*** Opening of Data provided ***

/******************************************************************************
   Author: Joaquín Béjar García
   Email: jb@taunais.com
   Date: 27/1/26
******************************************************************************/

//! Core types for FIX session operations.
//!
//! This module provides fundamental types used throughout the oxfix engine:
//! - [`CompId`]: Component identifier (SenderCompID, TargetCompID)
//! - [`SessionId`]: Full session identity keying persistent state
//! - [`Timestamp`]: FIX-formatted UTC timestamp

use arrayvec::ArrayString;
use chrono::{DateTime, NaiveDateTime, Utc};
use serde::{Deserialize, Serialize};
use std::fmt;
use std::str::FromStr;

/// Maximum length for CompID strings in bytes.
pub const COMP_ID_MAX_LEN: usize = 32;

/// Component identifier for FIX sessions.
///
/// Used for SenderCompID (tag 49), TargetCompID (tag 56), and related fields.
/// Maximum length is 32 characters as per FIX specification.
#[derive(Debug, Clone, PartialEq, Eq, PartialOrd, Ord, Hash, Serialize, Deserialize)]
#[repr(transparent)]
#[serde(transparent)]
pub struct CompId(ArrayString<COMP_ID_MAX_LEN>);

impl CompId {
    /// Creates a new CompId from a string slice.
    ///
    /// # Arguments
    /// * `s` - The component identifier string
    ///
    /// # Returns
    /// `Some(CompId)` if the string fits within the maximum length, `None` otherwise.
    #[must_use]
    pub fn new(s: &str) -> Option<Self> {
        ArrayString::from(s).ok().map(Self)
    }

    /// Returns the CompId as a string slice.
    #[inline]
    #[must_use]
    pub fn as_str(&self) -> &str {
        self.0.as_str()
    }

    /// Returns the length of the CompId in bytes.
    #[inline]
    #[must_use]
    pub fn len(&self) -> usize {
        self.0.len()
    }

    /// Returns true if the CompId is empty.
    #[inline]
    #[must_use]
    pub fn is_empty(&self) -> bool {
        self.0.is_empty()
    }
}

impl AsRef<str> for CompId {
    fn as_ref(&self) -> &str {
        self.as_str()
    }
}

impl fmt::Display for CompId {
    fn fmt(&self, f: &mut fmt::Formatter<'_>) -> fmt::Result {
        write!(f, "{}", self.0)
    }
}

impl FromStr for CompId {
    type Err = arrayvec::CapacityError<()>;

    fn from_str(s: &str) -> Result<Self, Self::Err> {
        ArrayString::try_from(s)
            .map(Self)
            .map_err(|_| arrayvec::CapacityError::new(()))
    }
}

/// Full identity of a FIX session.
///
/// A session is uniquely keyed by BeginString plus the sender/target
/// component identifiers (and their optional sub/location qualifiers).
/// Equality is case-sensitive. Persistent session state is indexed by
/// this identity.
#[derive(Debug, Clone, PartialEq, Eq, Hash, Serialize, Deserialize)]
pub struct SessionId {
    /// FIX version marker, e.g. `FIX.4.4` or `FIXT.1.1` (tag 8).
    pub begin_string: String,
    /// Our component identifier (tag 49 on outbound messages).
    pub sender_comp_id: CompId,
    /// Counterparty component identifier (tag 56 on outbound messages).
    pub target_comp_id: CompId,
    /// Optional sender sub identifier (tag 50).
    pub sender_sub_id: Option<String>,
    /// Optional sender location identifier (tag 142).
    pub sender_location_id: Option<String>,
    /// Optional target sub identifier (tag 57).
    pub target_sub_id: Option<String>,
    /// Optional target location identifier (tag 143).
    pub target_location_id: Option<String>,
    /// Optional free-form qualifier distinguishing otherwise identical sessions.
    pub qualifier: Option<String>,
}

impl SessionId {
    /// Creates a session identity from the required components.
    ///
    /// # Arguments
    /// * `begin_string` - The FIX version string
    /// * `sender_comp_id` - Our CompID
    /// * `target_comp_id` - Counterparty CompID
    #[must_use]
    pub fn new(
        begin_string: impl Into<String>,
        sender_comp_id: CompId,
        target_comp_id: CompId,
    ) -> Self {
        Self {
            begin_string: begin_string.into(),
            sender_comp_id,
            target_comp_id,
            sender_sub_id: None,
            sender_location_id: None,
            target_sub_id: None,
            target_location_id: None,
            qualifier: None,
        }
    }

    /// Sets the session qualifier.
    #[must_use]
    pub fn with_qualifier(mut self, qualifier: impl Into<String>) -> Self {
        self.qualifier = Some(qualifier.into());
        self
    }

    /// Sets the sender sub identifier.
    #[must_use]
    pub fn with_sender_sub_id(mut self, sub_id: impl Into<String>) -> Self {
        self.sender_sub_id = Some(sub_id.into());
        self
    }

    /// Sets the target sub identifier.
    #[must_use]
    pub fn with_target_sub_id(mut self, sub_id: impl Into<String>) -> Self {
        self.target_sub_id = Some(sub_id.into());
        self
    }

    /// Sets the sender location identifier.
    #[must_use]
    pub fn with_sender_location_id(mut self, location_id: impl Into<String>) -> Self {
        self.sender_location_id = Some(location_id.into());
        self
    }

    /// Sets the target location identifier.
    #[must_use]
    pub fn with_target_location_id(mut self, location_id: impl Into<String>) -> Self {
        self.target_location_id = Some(location_id.into());
        self
    }

    /// Returns true if the session speaks a FIXT transport version.
    #[must_use]
    pub fn is_fixt(&self) -> bool {
        self.begin_string.starts_with("FIXT")
    }
}

impl fmt::Display for SessionId {
    fn fmt(&self, f: &mut fmt::Formatter<'_>) -> fmt::Result {
        write!(
            f,
            "{}:{}->{}",
            self.begin_string, self.sender_comp_id, self.target_comp_id
        )?;
        if let Some(qualifier) = &self.qualifier {
            write!(f, "/{}", qualifier)?;
        }
        Ok(())
    }
}

/// FIX UTC timestamp formats, millisecond precision first.
const FIX_TIMESTAMP_FORMATS: &[&str] = &["%Y%m%d-%H:%M:%S%.f", "%Y%m%d-%H:%M:%S"];

/// FIX protocol UTC timestamp.
///
/// SendingTime (tag 52) and OrigSendingTime (tag 122) are formatted as
/// `YYYYMMDD-HH:MM:SS.sss`; seconds-precision values without the fractional
/// part are accepted on parse.
#[derive(Debug, Clone, Copy, PartialEq, Eq, PartialOrd, Ord, Hash, Serialize, Deserialize)]
#[repr(transparent)]
#[serde(transparent)]
pub struct Timestamp(DateTime<Utc>);

impl Timestamp {
    /// Creates a timestamp from a UTC datetime.
    #[inline]
    #[must_use]
    pub const fn new(dt: DateTime<Utc>) -> Self {
        Self(dt)
    }

    /// Returns the current UTC timestamp.
    #[inline]
    #[must_use]
    pub fn now() -> Self {
        Self(Utc::now())
    }

    /// Returns the underlying UTC datetime.
    #[inline]
    #[must_use]
    pub const fn as_datetime(self) -> DateTime<Utc> {
        self.0
    }

    /// Formats the timestamp in FIX format with millisecond precision.
    ///
    /// Format: `YYYYMMDD-HH:MM:SS.sss`
    #[must_use]
    pub fn format_fix(self) -> String {
        self.0.format("%Y%m%d-%H:%M:%S%.3f").to_string()
    }

    /// Parses a FIX UTC timestamp, with or without fractional seconds.
    ///
    /// # Arguments
    /// * `s` - The timestamp string (e.g. `20260127-14:30:00.123`)
    ///
    /// # Returns
    /// `Some(Timestamp)` if the string is a valid FIX timestamp, `None` otherwise.
    #[must_use]
    pub fn parse_fix(s: &str) -> Option<Self> {
        for format in FIX_TIMESTAMP_FORMATS {
            if let Ok(naive) = NaiveDateTime::parse_from_str(s, format) {
                return Some(Self(naive.and_utc()));
            }
        }
        None
    }
}

impl From<DateTime<Utc>> for Timestamp {
    fn from(dt: DateTime<Utc>) -> Self {
        Self(dt)
    }
}

impl From<Timestamp> for DateTime<Utc> {
    fn from(ts: Timestamp) -> Self {
        ts.0
    }
}

impl fmt::Display for Timestamp {
    fn fmt(&self, f: &mut fmt::Formatter<'_>) -> fmt::Result {
        write!(f, "{}", self.format_fix())
    }
}

#[cfg(test)]
mod tests {
    use super::*;
    use chrono::TimeZone;

    #[test]
    fn test_comp_id() {
        let id = CompId::new("SENDER").unwrap();
        assert_eq!(id.as_str(), "SENDER");
        assert_eq!(id.len(), 6);
        assert!(!id.is_empty());
    }

    #[test]
    fn test_comp_id_too_long() {
        let long_str = "A".repeat(COMP_ID_MAX_LEN + 1);
        assert!(CompId::new(&long_str).is_none());
    }

    #[test]
    fn test_session_id_display() {
        let id = SessionId::new(
            "FIX.4.4",
            CompId::new("SENDER").unwrap(),
            CompId::new("TARGET").unwrap(),
        );
        assert_eq!(id.to_string(), "FIX.4.4:SENDER->TARGET");

        let qualified = id.clone().with_qualifier("primary");
        assert_eq!(qualified.to_string(), "FIX.4.4:SENDER->TARGET/primary");
    }

    #[test]
    fn test_session_id_equality_is_case_sensitive() {
        let a = SessionId::new(
            "FIX.4.4",
            CompId::new("SENDER").unwrap(),
            CompId::new("TARGET").unwrap(),
        );
        let b = SessionId::new(
            "FIX.4.4",
            CompId::new("sender").unwrap(),
            CompId::new("TARGET").unwrap(),
        );
        assert_ne!(a, b);
    }

    #[test]
    fn test_session_id_is_fixt() {
        let fixt = SessionId::new(
            "FIXT.1.1",
            CompId::new("A").unwrap(),
            CompId::new("B").unwrap(),
        );
        assert!(fixt.is_fixt());

        let fix44 = SessionId::new(
            "FIX.4.4",
            CompId::new("A").unwrap(),
            CompId::new("B").unwrap(),
        );
        assert!(!fix44.is_fixt());
    }

    #[test]
    fn test_timestamp_format() {
        let dt = Utc.with_ymd_and_hms(2026, 1, 27, 14, 30, 0).unwrap();
        let ts = Timestamp::new(dt);
        assert_eq!(ts.format_fix(), "20260127-14:30:00.000");
    }

    #[test]
    fn test_timestamp_parse_with_millis() {
        let ts = Timestamp::parse_fix("20260127-14:30:00.123").unwrap();
        assert_eq!(ts.format_fix(), "20260127-14:30:00.123");
    }

    #[test]
    fn test_timestamp_parse_without_millis() {
        let ts = Timestamp::parse_fix("20260127-14:30:00").unwrap();
        assert_eq!(ts.format_fix(), "20260127-14:30:00.000");
    }

    #[test]
    fn test_timestamp_parse_invalid() {
        assert!(Timestamp::parse_fix("not a timestamp").is_none());
        assert!(Timestamp::parse_fix("2026-01-27 14:30:00").is_none());
    }

    #[test]
    fn test_timestamp_roundtrip() {
        let ts = Timestamp::parse_fix("20260127-14:30:00.456").unwrap();
        let parsed = Timestamp::parse_fix(&ts.format_fix()).unwrap();
        assert_eq!(ts, parsed);
    }
}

*** Close of Data provided ***

### Work task
Lines holding the word "bool" are the answer; copy each one from the records above.

### Solution
    pub fn is_empty(&self) -> bool {
    pub fn is_fixt(&self) -> bool {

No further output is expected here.